### [What to work on]
Go over the records and copy every line with the string "enum".

### [Exercise material]
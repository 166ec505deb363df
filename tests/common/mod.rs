//! Shared test fixtures.

#![allow(dead_code, unused_imports)]

use redux_collections::{Action, CollectionState, Entry, Extension, ItemId, MapState};
use serde_json::json;

pub fn ids(values: &[i64]) -> Vec<ItemId> {
    values.iter().copied().map(ItemId::Int).collect()
}

pub fn collection(values: &[i64]) -> CollectionState {
    CollectionState::with_items(ids(values))
}

/// Collection extension that answers the foreign "TEST" action and leaves
/// everything else alone.
pub fn collection_mixin() -> Extension<CollectionState> {
    Extension::new(|state: CollectionState, action: &Action| match action.tag() {
        "TEST" => CollectionState {
            error: Some(json!("test")),
            ..CollectionState::default()
        },
        _ => state,
    })
}

/// Map extension that answers the foreign "TEST" action with a marker entry.
pub fn map_mixin() -> Extension<MapState> {
    Extension::new(|state: MapState, action: &Action| match action.tag() {
        "TEST" => [(ItemId::from("test"), Entry::default().with_field("test", json!(true)))]
            .into_iter()
            .collect(),
        _ => state,
    })
}

pub fn test_action() -> Action {
    Action::custom("TEST", serde_json::Value::Null)
}

/// Two posts, each with `comments` and `events` child collections.
pub fn posts() -> MapState {
    [
        (
            ItemId::Int(1),
            Entry::default()
                .with_collection("comments", collection(&[1, 2, 3]))
                .with_collection("events", collection(&[1, 2, 3])),
        ),
        (
            ItemId::Int(2),
            Entry::default()
                .with_collection("comments", collection(&[4, 5, 6]))
                .with_collection("events", collection(&[4, 5, 6])),
        ),
    ]
    .into_iter()
    .collect()
}
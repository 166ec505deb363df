//! Extension reducers ("mixins").

use std::fmt;
use std::sync::Arc;

use crate::action::Action;

use super::{Reducer, ReducerState};

/// Caller-supplied state transformer consulted whenever the owning reducer
/// does not own or does not recognize an action.
///
/// Cheap to clone; clones share the same function.
pub struct Extension<S> {
    inner: Arc<dyn Fn(S, &Action) -> S + Send + Sync>,
}

impl<S: ReducerState> Extension<S> {
    pub fn new<F>(f: F) -> Self
    where
        F: Fn(S, &Action) -> S + Send + Sync + 'static,
    {
        Self { inner: Arc::new(f) }
    }

    /// Use another reducer as the extension.
    pub fn from_reducer<R>(reducer: R) -> Self
    where
        R: Reducer<State = S> + Send + Sync + 'static,
    {
        Self::new(move |state, action| reducer.reduce(state, action))
    }

    pub fn apply(&self, state: S, action: &Action) -> S {
        (self.inner)(state, action)
    }
}

impl<S> Clone for Extension<S> {
    fn clone(&self) -> Self {
        Self {
            inner: Arc::clone(&self.inner),
        }
    }
}

impl<S> fmt::Debug for Extension<S> {
    fn fmt(&self, f: &mut fmt::Formatter<'_>) -> fmt::Result {
        f.debug_struct("Extension").finish_non_exhaustive()
    }
}
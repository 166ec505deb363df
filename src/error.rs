//! Construction-time errors.
//!
//! Reducers validate their bindings once, when they are built. Dispatch
//! itself never fails: foreign or malformed actions take the pass-through
//! path instead.

use std::fmt;

use thiserror::Error;

/// The kind of entity a reducer owns.
#[derive(Debug, Clone, Copy, PartialEq, Eq)]
pub enum Entity {
    Collection,
    Map,
}

impl fmt::Display for Entity {
    fn fmt(&self, f: &mut fmt::Formatter<'_>) -> fmt::Result {
        match self {
            Entity::Collection => f.write_str("collection"),
            Entity::Map => f.write_str("map"),
        }
    }
}

/// Invalid arguments passed to a reducer factory.
#[derive(Debug, Clone, PartialEq, Eq, Error)]
pub enum ReducerError {
    /// Entity name is empty or blank; such a reducer could never match an action.
    #[error("{entity} name must be a non-empty string")]
    InvalidName { entity: Entity },

    /// Child collection names are not an array of non-empty strings.
    #[error("child collections must be an array of non-empty strings, but got {observed}")]
    InvalidChildCollections { observed: String },

    /// Extension reference does not resolve to a registered function.
    #[error("extension reducer for {entity} '{name}' must be a registered function, but got '{extension}'")]
    InvalidExtension {
        entity: Entity,
        name: String,
        extension: String,
    },
}
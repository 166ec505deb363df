//! Reducer primitives shared by the collection and map factories.
//!
//! # Architecture
//!
//! ```text
//! (State, &Action) ──→ route ──┬─ not mine ──────→ extension reducer (or state as-is)
//!                              ├─ mine, nested ──→ fresh child collection reducer
//!                              └─ mine, direct ──→ tagged transition
//! ```
//!
//! - **State**: plain value owned by the host store, moved in and out
//! - **Action**: tagged transition plus optional correlation keys
//! - **Reducer**: pure function that transforms state based on actions

mod extension;
mod routing;

pub use extension::Extension;
pub(crate) use routing::{fallback, route_collection, route_map, Route};

use crate::action::Action;

/// Marker trait for state slices managed by a reducer.
///
/// States should be:
/// - Owned values (the reducer consumes the previous state and returns the next)
/// - Comparable (PartialEq for detecting changes)
/// - Defaultable (the state a reducer starts from on its first dispatch)
pub trait ReducerState: Clone + PartialEq + Default + std::fmt::Debug + Send + 'static {}

/// Reducer transforms state based on actions.
///
/// A reducer is bound at construction time to the entity it owns; that
/// binding never changes and is not part of the state.
/// It must be a pure function: (State, Action) -> State
pub trait Reducer {
    /// The state type this reducer operates on.
    type State: ReducerState;

    /// Process an action and return the new state.
    ///
    /// Never fails: actions this reducer does not own or recognize go to
    /// its extension reducer, or leave the state untouched.
    fn reduce(&self, state: Self::State, action: &Action) -> Self::State;

    /// Like [`Reducer::reduce`], starting from the default state when the
    /// store has no state for this reducer yet.
    fn reduce_or_default(&self, state: Option<Self::State>, action: &Action) -> Self::State {
        self.reduce(state.unwrap_or_default(), action)
    }
}
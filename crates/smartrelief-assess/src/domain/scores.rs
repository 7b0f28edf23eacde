//! Severity and priority value objects.

use serde::{Deserialize, Serialize};

use super::DamageLevel;

/// Lower bound of the severity and priority scales.
pub const SCALE_MIN: f64 = 1.0;
/// Upper bound of the severity and priority scales.
pub const SCALE_MAX: f64 = 10.0;

/// Blended response severity on the `[1, 10]` scale, rounded to one decimal.
#[derive(Debug, Clone, Copy, PartialEq, Serialize, Deserialize)]
pub struct SeverityScore {
    value: f64,
    level: DamageLevel,
}

impl SeverityScore {
    /// Clamp to `[1, 10]`, round to one decimal and classify.
    pub fn new(raw: f64) -> Self {
        let clamped = if raw.is_nan() {
            SCALE_MIN
        } else {
            raw.clamp(SCALE_MIN, SCALE_MAX)
        };
        let value = (clamped * 10.0).round() / 10.0;
        Self {
            value,
            level: DamageLevel::from_severity(value),
        }
    }

    /// The scale floor, used for degraded results.
    pub fn floor() -> Self {
        Self::new(SCALE_MIN)
    }

    /// Numeric value
    pub fn value(&self) -> f64 {
        self.value
    }

    /// Level from the severity table
    pub fn level(&self) -> DamageLevel {
        self.level
    }
}

/// Response urgency band.
#[derive(Debug, Clone, Copy, PartialEq, Eq, PartialOrd, Ord, Hash, Serialize, Deserialize)]
pub enum UrgencyLevel {
    /// Routine response
    Low,
    /// Same-day response
    Medium,
    /// Response within hours
    High,
    /// Immediate response
    Critical,
}

impl UrgencyLevel {
    /// Band a `[1, 10]` score: `>=8 Critical, >=6 High, >=4 Medium, else Low`.
    pub fn from_score(score: f64) -> Self {
        if score >= 8.0 {
            UrgencyLevel::Critical
        } else if score >= 6.0 {
            UrgencyLevel::High
        } else if score >= 4.0 {
            UrgencyLevel::Medium
        } else {
            UrgencyLevel::Low
        }
    }

    /// Target response window.
    pub fn response_time(&self) -> &'static str {
        match self {
            UrgencyLevel::Critical => "<1 hour",
            UrgencyLevel::High => "1-4 hours",
            UrgencyLevel::Medium => "4-24 hours",
            UrgencyLevel::Low => "24-72 hours",
        }
    }

    /// Display label
    pub fn label(&self) -> &'static str {
        match self {
            UrgencyLevel::Low => "Low",
            UrgencyLevel::Medium => "Medium",
            UrgencyLevel::High => "High",
            UrgencyLevel::Critical => "Critical",
        }
    }
}

impl std::fmt::Display for UrgencyLevel {
    fn fmt(&self, f: &mut std::fmt::Formatter<'_>) -> std::fmt::Result {
        f.write_str(self.label())
    }
}

/// Response priority on the `[1, 10]` scale.
#[derive(Debug, Clone, PartialEq, Serialize, Deserialize)]
pub struct PriorityScore {
    /// Priority value in `[1, 10]`, rounded to one decimal
    pub value: f64,
    /// Urgency band
    pub urgency_level: UrgencyLevel,
    /// Target response window for the urgency band
    pub estimated_response_time: String,
    /// Human-readable reasons for the urgency
    pub urgency_factors: Vec<String>,
    /// Resource urgency term in `[0, 2]`
    pub resource_urgency: f64,
    /// Geographic risk term in `[0, 10]`; zero when no coordinates were supplied
    pub geo_factor: f64,
}

impl PriorityScore {
    /// The scale floor, used for degraded results.
    pub fn floor() -> Self {
        let urgency_level = UrgencyLevel::Low;
        Self {
            value: SCALE_MIN,
            urgency_level,
            estimated_response_time: urgency_level.response_time().to_string(),
            urgency_factors: Vec::new(),
            resource_urgency: 0.0,
            geo_factor: 0.0,
        }
    }
}

#[cfg(test)]
mod tests {
    use super::*;

    #[test]
    fn test_severity_clamp_and_round() {
        assert_eq!(SeverityScore::new(0.0).value(), 1.0);
        assert_eq!(SeverityScore::new(12.3).value(), 10.0);
        assert_eq!(SeverityScore::new(4.56).value(), 4.6);
        assert_eq!(SeverityScore::new(f64::NAN).value(), 1.0);
        assert_eq!(SeverityScore::new(9.0).level(), DamageLevel::Critical);
    }

    #[test]
    fn test_urgency_bands() {
        assert_eq!(UrgencyLevel::from_score(9.0), UrgencyLevel::Critical);
        assert_eq!(UrgencyLevel::from_score(8.0), UrgencyLevel::Critical);
        assert_eq!(UrgencyLevel::from_score(7.9), UrgencyLevel::High);
        assert_eq!(UrgencyLevel::from_score(4.0), UrgencyLevel::Medium);
        assert_eq!(UrgencyLevel::from_score(3.0), UrgencyLevel::Low);
    }

    #[test]
    fn test_response_times() {
        assert_eq!(UrgencyLevel::Critical.response_time(), "<1 hour");
        assert_eq!(UrgencyLevel::Low.response_time(), "24-72 hours");
    }
}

### [Solution to this task]
pub enum Entity {
pub enum ReducerError {
pub enum UrgencyLevel {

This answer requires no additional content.